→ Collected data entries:
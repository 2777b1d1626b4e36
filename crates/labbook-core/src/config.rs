//! Engine configuration
//!
//! Loaded from TOML, every key optional:
//!
//! ```toml
//! low_stock_threshold = "10"
//! expiring_soon_days = 30
//! strict_transitions = false
//! ```

use crate::error::ConfigError;
use rust_decimal::Decimal;
use serde::{Deserialize, Serialize};
use std::path::Path;

/// Stock level at or below which an item is "Low Stock"
pub const LOW_STOCK_THRESHOLD: Decimal = Decimal::TEN;

/// Days ahead of expiry an item is flagged "expiring soon"
pub const EXPIRING_SOON_DAYS: i64 = 30;

/// Tunables for the lifecycle engine
#[derive(Debug, Clone, PartialEq, Serialize, Deserialize)]
#[serde(default)]
pub struct EngineConfig {
    /// Low-stock threshold, compared to quantity in whatever unit it is stored
    pub low_stock_threshold: Decimal,
    /// Expiring-soon window in days
    pub expiring_soon_days: i64,
    /// Require edits that change status to follow the transition graph
    pub strict_transitions: bool,
}

impl EngineConfig {
    /// Create default configuration
    #[inline]
    #[must_use]
    pub fn new() -> Self {
        Self::default()
    }

    /// With low-stock threshold
    #[inline]
    #[must_use]
    pub fn with_low_stock_threshold(mut self, threshold: Decimal) -> Self {
        self.low_stock_threshold = threshold;
        self
    }

    /// With expiring-soon window
    #[inline]
    #[must_use]
    pub fn with_expiring_soon_days(mut self, days: i64) -> Self {
        self.expiring_soon_days = days;
        self
    }

    /// With strict status transitions
    #[inline]
    #[must_use]
    pub fn with_strict_transitions(mut self, strict: bool) -> Self {
        self.strict_transitions = strict;
        self
    }

    /// Parse from TOML text
    ///
    /// # Errors
    /// Returns error on malformed TOML or out-of-range values
    pub fn from_toml_str(text: &str) -> Result<Self, ConfigError> {
        let config: Self = toml::from_str(text)?;
        config.validate()?;
        Ok(config)
    }

    /// Load from a TOML file
    ///
    /// # Errors
    /// Returns error if the file cannot be read or parsed
    pub fn load(path: impl AsRef<Path>) -> Result<Self, ConfigError> {
        let path = path.as_ref();
        let text =
            std::fs::read_to_string(path).map_err(|e| ConfigError::io_error(path, e))?;
        Self::from_toml_str(&text)
    }

    /// Check value ranges
    ///
    /// # Errors
    /// Returns [`ConfigError::Invalid`] for negative thresholds or windows
    pub fn validate(&self) -> Result<(), ConfigError> {
        if self.low_stock_threshold.is_sign_negative() {
            return Err(ConfigError::Invalid(format!(
                "low_stock_threshold must not be negative, got {}",
                self.low_stock_threshold
            )));
        }
        if self.expiring_soon_days < 0 {
            return Err(ConfigError::Invalid(format!(
                "expiring_soon_days must not be negative, got {}",
                self.expiring_soon_days
            )));
        }
        Ok(())
    }
}

impl Default for EngineConfig {
    fn default() -> Self {
        Self {
            low_stock_threshold: LOW_STOCK_THRESHOLD,
            expiring_soon_days: EXPIRING_SOON_DAYS,
            strict_transitions: false,
        }
    }
}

→ WHAT THE TASK REQUIRES:
Each line of the data above containing the string "impl" is to be copied.

→ ANSWER TO THE PROBLEM:
impl EngineConfig {
    pub fn load(path: impl AsRef<Path>) -> Result<Self, ConfigError> {
impl Default for EngineConfig {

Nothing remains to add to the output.